■ **Work instructions**
Transcribe the records word for word, beginning with the first line and ending with the line that contains "use super::writer::OutputLayout;"; include nothing else.
:::::
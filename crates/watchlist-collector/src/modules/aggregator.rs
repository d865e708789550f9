//! 소스별 수집 및 통합.
//!
//! 소스마다 독립적으로 수집하므로 한 소스의 실패가 다른 소스에 영향을 주지 않습니다.
//! 통합 목록은 완료 순서가 아니라 설정 순서대로 이어 붙입니다.

use super::failover::fetch_with_failover;
use super::fetcher::{fetch_ordinary, FetchOptions};
use super::writer::OutputLayout;
use crate::config::{CollectorConfig, SourceConfig, SourceKind};
use crate::Result;
use crate::stats::RunStats;
use chrono::Utc;
use futures::stream::{self, StreamExt};
use std::collections::HashSet;
use std::sync::Arc;
use std::time::Instant;
use tracing::{info, info_span, warn, Instrument};
use watchlist_core::{FailoverTrail, RunMetadata, SourceResult, Symbol};
use watchlist_exchange::{InstrumentCatalog, RestCatalog, RestConfig};

/// 한 번의 실행 결과.
#[derive(Debug, Clone)]
pub struct RunReport {
    /// 소스별 결과 (설정 순서, 빈 결과 포함)
    pub results: Vec<SourceResult>,
    /// 설정 순서로 이어 붙인 통합 목록
    pub combined: Vec<Symbol>,
    /// 실행 메타데이터
    pub metadata: RunMetadata,
    /// 실행 통계
    pub stats: RunStats,
}

impl RunReport {
    /// 소스 식별자로 결과 조회.
    pub fn result(&self, source: &str) -> Option<&SourceResult> {
        let source = source.trim().to_lowercase();
        self.results.iter().find(|r| r.source().as_str() == source)
    }

    /// 통합 산출물 생성 여부.
    pub fn has_combined(&self) -> bool {
        !self.combined.is_empty()
    }
}

/// 설정된 모든 소스를 수집하고 결과를 통합합니다.
pub struct Aggregator {
    catalog: Arc<dyn InstrumentCatalog>,
    options: FetchOptions,
    layout: OutputLayout,
    max_concurrency: usize,
}

impl Aggregator {
    pub fn new(
        catalog: Arc<dyn InstrumentCatalog>,
        options: FetchOptions,
        layout: OutputLayout,
    ) -> Self {
        Self {
            catalog,
            options,
            layout,
            max_concurrency: 1,
        }
    }

    /// 설정에서 REST 백엔드를 사용하는 수집기 생성.
    ///
    /// # Errors
    /// HTTP 클라이언트 생성 실패 시 `CollectorError::Exchange`를 반환합니다.
    pub fn from_config(config: &CollectorConfig) -> Result<Self> {
        let catalog =
            RestCatalog::new(RestConfig::default().with_timeout_secs(config.fetch.call_timeout_secs))?;

        Ok(Self::new(
            Arc::new(catalog),
            FetchOptions::new(config.quote.clone(), config.fetch.call_timeout()),
            OutputLayout::new(
                config.output.out_dir.clone(),
                config.output.meta_path.clone(),
                &config.quote,
            ),
        )
        .with_max_concurrency(config.fetch.max_concurrency))
    }

    /// 동시에 수집할 소스 수 설정 (1이면 순차 실행).
    pub fn with_max_concurrency(mut self, max_concurrency: usize) -> Self {
        self.max_concurrency = max_concurrency.max(1);
        self
    }

    pub fn layout(&self) -> &OutputLayout {
        &self.layout
    }

    /// 전체 소스 수집.
    ///
    /// 소스별 실패는 해당 결과의 진단 메시지로만 남으며, 이 함수는 항상 완료됩니다.
    /// 같은 소스가 여러 번 설정되면 처음 것만 수집합니다.
    pub async fn run(&self, sources: &[SourceConfig]) -> RunReport {
        let start = Instant::now();

        let mut seen = HashSet::new();
        let sources: Vec<&SourceConfig> = sources
            .iter()
            .filter(|config| {
                let first = seen.insert(config.id.clone());
                if !first {
                    warn!(source = %config.id, "중복 설정된 소스, 건너뜀");
                }
                first
            })
            .collect();

        info!(
            sources = sources.len(),
            failover = sources.iter().filter(|c| c.is_failover()).count(),
            concurrency = self.max_concurrency,
            "수집 시작"
        );

        // buffered는 입력 순서대로 결과를 내보냄
        let results: Vec<SourceResult> = stream::iter(sources.iter().map(|c| self.fetch_source(c)))
            .buffered(self.max_concurrency)
            .collect()
            .await;

        let combined: Vec<Symbol> = results
            .iter()
            .flat_map(|r| r.symbols().iter().cloned())
            .collect();

        let files = self
            .layout
            .artifacts(&results, &combined)
            .into_iter()
            .map(|a| a.path.display().to_string())
            .collect();

        let failover = sources
            .iter()
            .zip(&results)
            .find_map(|(config, result)| match &config.kind {
                SourceKind::Failover { endpoints } => Some(FailoverTrail {
                    source: config.id.upper(),
                    endpoints: endpoints.clone(),
                    selected_endpoint: result.selected_endpoint().map(str::to_string),
                    attempts: result.attempts().to_vec(),
                }),
                SourceKind::Ordinary => None,
            });

        // 중복 제거 후의 목록 (실제로 수집한 소스만 기록)
        let metadata = RunMetadata::new(
            Utc::now(),
            self.options.quote.clone(),
            sources.iter().map(|c| c.id.upper()).collect(),
            files,
            failover,
        );

        if combined.is_empty() {
            warn!("모든 소스에서 심볼을 얻지 못해 통합 목록을 생성하지 않습니다");
        }

        let stats = RunStats::from_results(&results, start.elapsed());

        RunReport {
            results,
            combined,
            metadata,
            stats,
        }
    }

    async fn fetch_source(&self, config: &SourceConfig) -> SourceResult {
        let span = info_span!("fetch_source", source = %config.id);
        async {
            match &config.kind {
                SourceKind::Ordinary => {
                    fetch_ordinary(self.catalog.as_ref(), &config.id, &self.options).await
                }
                SourceKind::Failover { endpoints } => {
                    fetch_with_failover(self.catalog.as_ref(), &config.id, endpoints, &self.options)
                        .await
                }
            }
        }
        .instrument(span)
        .await
    }
}

#[cfg(test)]
mod tests {
    use super::*;
    use crate::modules::testing::{btc_pairs, Reply, ScriptedCatalog};
    use std::time::Duration;
    use watchlist_core::SourceId;

    fn aggregator(catalog: ScriptedCatalog) -> Aggregator {
        Aggregator::new(
            Arc::new(catalog),
            FetchOptions::new("BTC", Duration::from_secs(30)),
            OutputLayout::new("lists", "META.json", "BTC"),
        )
    }

    fn ordinary(id: &str) -> SourceConfig {
        SourceConfig::ordinary(SourceId::new(id).unwrap())
    }

    fn strings(symbols: &[Symbol]) -> Vec<String> {
        symbols.iter().map(|s| s.to_string()).collect()
    }

    #[tokio::test]
    async fn test_failing_source_is_isolated() {
        let catalog = ScriptedCatalog::new()
            .with("x", None, Reply::Instruments(btc_pairs(&["ETH", "ADA"])))
            .with("y", None, Reply::Fail("boom".to_string()))
            .with("z", None, Reply::Instruments(btc_pairs(&["XRP"])));

        let report = aggregator(catalog)
            .run(&[ordinary("x"), ordinary("y"), ordinary("z")])
            .await;

        assert_eq!(report.results.len(), 3);
        assert_eq!(report.result("x").unwrap().len(), 2);
        assert!(report.result("y").unwrap().is_empty());
        assert_eq!(report.result("y").unwrap().diagnostics().len(), 1);
        assert_eq!(report.result("Z").unwrap().len(), 1);

        assert_eq!(
            strings(&report.combined),
            vec!["X:ADABTC", "X:ETHBTC", "Z:XRPBTC"]
        );
        assert_eq!(
            report.metadata.files(),
            [
                "lists/ALL_BTC_PAIRS.txt".to_string(),
                "lists/X_BTC_PAIRS.txt".to_string(),
                "lists/Z_BTC_PAIRS.txt".to_string(),
            ]
        );
        assert_eq!(report.metadata.sources(), ["X", "Y", "Z"]);
        assert_eq!(report.metadata.quote(), "BTC");
        assert!(report.metadata.failover().is_none());
        assert_eq!(report.stats.errors, 1);
        assert_eq!(report.stats.success, 2);
    }

    #[tokio::test]
    async fn test_all_empty_produces_no_combined_artifact() {
        let catalog = ScriptedCatalog::new()
            .with("x", None, Reply::Instruments(Vec::new()))
            .with("y", None, Reply::Fail("down".to_string()));

        let report = aggregator(catalog).run(&[ordinary("x"), ordinary("y")]).await;

        assert!(!report.has_combined());
        assert!(report.metadata.files().is_empty());
        assert_eq!(report.results.len(), 2);
        assert!(report.results.iter().all(|r| r.is_empty()));
    }

    #[tokio::test]
    async fn test_failover_trail_in_metadata() {
        let catalog = ScriptedCatalog::new()
            .with("binance", Some("api1"), Reply::Instruments(Vec::new()))
            .with("binance", Some("api2"), Reply::Instruments(btc_pairs(&["ETH"])))
            .with("okx", None, Reply::Instruments(btc_pairs(&["SOL"])));

        let sources = vec![
            SourceConfig::failover(
                SourceId::new("binance").unwrap(),
                vec!["api1".to_string(), "api2".to_string()],
            ),
            ordinary("okx"),
        ];
        let report = aggregator(catalog).run(&sources).await;

        assert_eq!(strings(&report.combined), vec!["BINANCE:ETHBTC", "OKX:SOLBTC"]);
        let trail = report.metadata.failover().unwrap();
        assert_eq!(trail.source, "BINANCE");
        assert_eq!(trail.endpoints, vec!["api1", "api2"]);
        assert_eq!(trail.selected_endpoint.as_deref(), Some("api2"));
        assert_eq!(trail.attempts.len(), 2);
        // 성공 시 진단 메시지 없음
        assert!(report.result("binance").unwrap().diagnostics().is_empty());
    }

    #[tokio::test]
    async fn test_duplicate_sources_fetched_once() {
        let catalog =
            ScriptedCatalog::new().with("okx", None, Reply::Instruments(btc_pairs(&["ETH"])));
        let catalog = Arc::new(catalog);
        let aggregator = Aggregator::new(
            catalog.clone(),
            FetchOptions::new("BTC", Duration::from_secs(30)),
            OutputLayout::new("lists", "META.json", "BTC"),
        );

        let report = aggregator.run(&[ordinary("okx"), ordinary("OKX")]).await;

        assert_eq!(report.results.len(), 1);
        assert_eq!(report.combined.len(), 1);
        assert_eq!(report.metadata.sources(), ["OKX"]);
        assert_eq!(catalog.calls().len(), 1);
    }

    #[test]
    fn test_from_config_uses_configured_layout() {
        let mut config = CollectorConfig::default();
        config.quote = "ETH".to_string();
        config.output.out_dir = "out".into();
        config.fetch.max_concurrency = 3;

        let aggregator = Aggregator::from_config(&config).unwrap();

        assert_eq!(aggregator.layout(), &OutputLayout::new("out", "META.json", "ETH"));
        assert_eq!(aggregator.options.quote, "ETH");
        assert_eq!(aggregator.options.call_timeout, Duration::from_secs(30));
        assert_eq!(aggregator.max_concurrency, 3);
    }

    #[tokio::test(start_paused = true)]
    async fn test_concurrent_run_keeps_configured_order() {
        // 첫 소스가 타임아웃까지 걸려도 결과 순서는 설정 순서
        let catalog = ScriptedCatalog::new()
            .with("slow", None, Reply::Hang)
            .with("a", None, Reply::Instruments(btc_pairs(&["ETH"])))
            .with("b", None, Reply::Instruments(btc_pairs(&["XRP"])));

        let report = Aggregator::new(
            Arc::new(catalog),
            FetchOptions::new("BTC", Duration::from_secs(5)),
            OutputLayout::new("lists", "META.json", "BTC"),
        )
        .with_max_concurrency(3)
        .run(&[ordinary("slow"), ordinary("a"), ordinary("b")])
        .await;

        let order: Vec<&str> = report.results.iter().map(|r| r.source().as_str()).collect();
        assert_eq!(order, vec!["slow", "a", "b"]);
        assert_eq!(strings(&report.combined), vec!["A:ETHBTC", "B:XRPBTC"]);
        assert!(report.result("slow").unwrap().diagnostics()[0].starts_with("Request timeout"));
    }
}
//! 실행 통계.

use std::time::Duration;
use watchlist_core::SourceResult;

/// 한 번의 실행에 대한 소스별 집계
#[derive(Debug, Clone, Default, PartialEq, Eq)]
pub struct RunStats {
    /// 설정된 소스 수
    pub total: usize,
    /// 1개 이상의 심볼을 수집한 소스 수
    pub success: usize,
    /// 에러로 실패한 소스 수 (진단 메시지 있음)
    pub errors: usize,
    /// 조회는 성공했으나 심볼이 없는 소스 수
    pub empty: usize,
    /// 통합 목록의 심볼 수
    pub total_symbols: usize,
    /// 소요 시간
    pub elapsed: Duration,
}

impl RunStats {
    /// 소스별 결과에서 통계 생성
    pub fn from_results(results: &[SourceResult], elapsed: Duration) -> Self {
        let mut stats = Self {
            total: results.len(),
            elapsed,
            ..Default::default()
        };

        for result in results {
            if !result.is_empty() {
                stats.success += 1;
                stats.total_symbols += result.len();
            } else if result.diagnostics().is_empty() {
                stats.empty += 1;
            } else {
                stats.errors += 1;
            }
        }
        stats
    }

    /// 성공률 계산 (%)
    pub fn success_rate(&self) -> f64 {
        if self.total == 0 {
            0.0
        } else {
            (self.success as f64 / self.total as f64) * 100.0
        }
    }

    /// 통계 요약 로그 출력
    pub fn log_summary(&self, operation: &str) {
        tracing::info!(
            operation = operation,
            total = self.total,
            success = self.success,
            errors = self.errors,
            empty = self.empty,
            total_symbols = self.total_symbols,
            success_rate = format!("{:.1}%", self.success_rate()),
            elapsed = format!("{:.1}s", self.elapsed.as_secs_f64()),
            "수집 완료"
        );
    }
}

#[cfg(test)]
mod tests {
    use super::*;
    use watchlist_core::{normalize_all, Instrument, SourceId};

    #[test]
    fn test_from_results() {
        let okx = SourceId::new("okx").unwrap();
        let symbols = normalize_all(
            &[Instrument::spot("ETH", "BTC"), Instrument::spot("SOL", "BTC")],
            &okx,
            "BTC",
        );
        let results = vec![
            SourceResult::success(okx, symbols),
            SourceResult::success(SourceId::new("mexc").unwrap(), Vec::new()),
            SourceResult::failed(
                SourceId::new("kucoin").unwrap(),
                vec!["Network error: refused".to_string()],
            ),
        ];

        let stats = RunStats::from_results(&results, Duration::from_millis(1500));
        assert_eq!(stats.total, 3);
        assert_eq!(stats.success, 1);
        assert_eq!(stats.empty, 1);
        assert_eq!(stats.errors, 1);
        assert_eq!(stats.total_symbols, 2);
        assert!((stats.success_rate() - 33.3).abs() < 0.1);
    }

    #[test]
    fn test_success_rate_without_sources() {
        assert_eq!(RunStats::default().success_rate(), 0.0);
    }
}
//! Spot 페어 watchlist 수집기.
//!
//! 이 crate는 여러 거래소에서 정산 자산 기준 현물 페어를 수집해
//! 소스별 목록, 통합 목록, 실행 메타데이터를 생성합니다:
//! - 일반 소스 수집 (`modules::fetcher`)
//! - 불안정한 소스의 엔드포인트 failover (`modules::failover`)
//! - 소스별 장애 격리 및 통합 (`modules::aggregator`)
//! - 산출물 기록 (`modules::writer`)

pub mod config;
pub mod error;
pub mod modules;
pub mod stats;

pub use config::{CollectorConfig, SourceConfig, SourceKind};
pub use error::{CollectorError, Result};
pub use stats::RunStats;
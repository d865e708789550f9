//! 소스 식별자 및 정규화 심볼 정의.
//!
//! - `SourceId` - 시장 데이터 소스(거래소) 식별자
//! - `Symbol` - `SOURCE:BASEQUOTE` 형식의 정규화 심볼

use crate::error::{CoreError, CoreResult};
use serde::{Serialize, Serializer};
use std::fmt;

/// 시장 데이터 소스 식별자.
///
/// 항상 소문자로 정규화되며 비어 있지 않습니다 (예: `okx`).
#[derive(Debug, Clone, PartialEq, Eq, Hash, PartialOrd, Ord)]
pub struct SourceId(String);

impl SourceId {
    /// 문자열에서 소스 식별자 생성.
    ///
    /// 앞뒤 공백을 제거하고 소문자로 변환합니다.
    /// 영숫자, `-`, `_` 이외의 문자가 있거나 비어 있으면 에러를 반환합니다.
    pub fn new(raw: &str) -> CoreResult<Self> {
        let id = raw.trim().to_lowercase();
        if id.is_empty()
            || !id
                .chars()
                .all(|c| c.is_ascii_alphanumeric() || c == '-' || c == '_')
        {
            return Err(CoreError::InvalidSourceId(raw.to_string()));
        }
        Ok(Self(id))
    }

    /// 소문자 식별자 반환.
    pub fn as_str(&self) -> &str {
        &self.0
    }

    /// 심볼 접두어 및 파일명에 쓰이는 대문자 식별자 반환.
    pub fn upper(&self) -> String {
        self.0.to_uppercase()
    }
}

impl fmt::Display for SourceId {
    fn fmt(&self, f: &mut fmt::Formatter<'_>) -> fmt::Result {
        f.write_str(&self.0)
    }
}

impl Serialize for SourceId {
    fn serialize<S: Serializer>(&self, serializer: S) -> Result<S::Ok, S::Error> {
        serializer.serialize_str(&self.0)
    }
}

/// `SOURCE:BASEQUOTE` 형식의 정규화 심볼 (예: `OKX:ETHBTC`).
///
/// 정규화기(`crate::normalizer`)를 통해서만 생성됩니다.
/// 정렬 순서는 문자열의 바이트 순서와 같습니다.
#[derive(Debug, Clone, PartialEq, Eq, Hash, PartialOrd, Ord)]
pub struct Symbol(String);

impl Symbol {
    pub(crate) fn from_parts(source: &SourceId, base: &str, quote: &str) -> Self {
        Self(format!("{}:{}{}", source.upper(), base, quote))
    }

    /// 심볼 문자열 반환.
    pub fn as_str(&self) -> &str {
        &self.0
    }
}

impl fmt::Display for Symbol {
    fn fmt(&self, f: &mut fmt::Formatter<'_>) -> fmt::Result {
        f.write_str(&self.0)
    }
}

impl AsRef<str> for Symbol {
    fn as_ref(&self) -> &str {
        &self.0
    }
}

impl PartialEq<&str> for Symbol {
    fn eq(&self, other: &&str) -> bool {
        self.0 == *other
    }
}

impl Serialize for Symbol {
    fn serialize<S: Serializer>(&self, serializer: S) -> Result<S::Ok, S::Error> {
        serializer.serialize_str(&self.0)
    }
}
:::::
■ **Response**
filename crates/watchlist-collector/src/modules/aggregator.rs
repository d865e708789550f9
//! 소스별 수집 및 통합.
//!
//! 소스마다 독립적으로 수집하므로 한 소스의 실패가 다른 소스에 영향을 주지 않습니다.
//! 통합 목록은 완료 순서가 아니라 설정 순서대로 이어 붙입니다.

use super::failover::fetch_with_failover;
use super::fetcher::{fetch_ordinary, FetchOptions};
use super::writer::OutputLayout;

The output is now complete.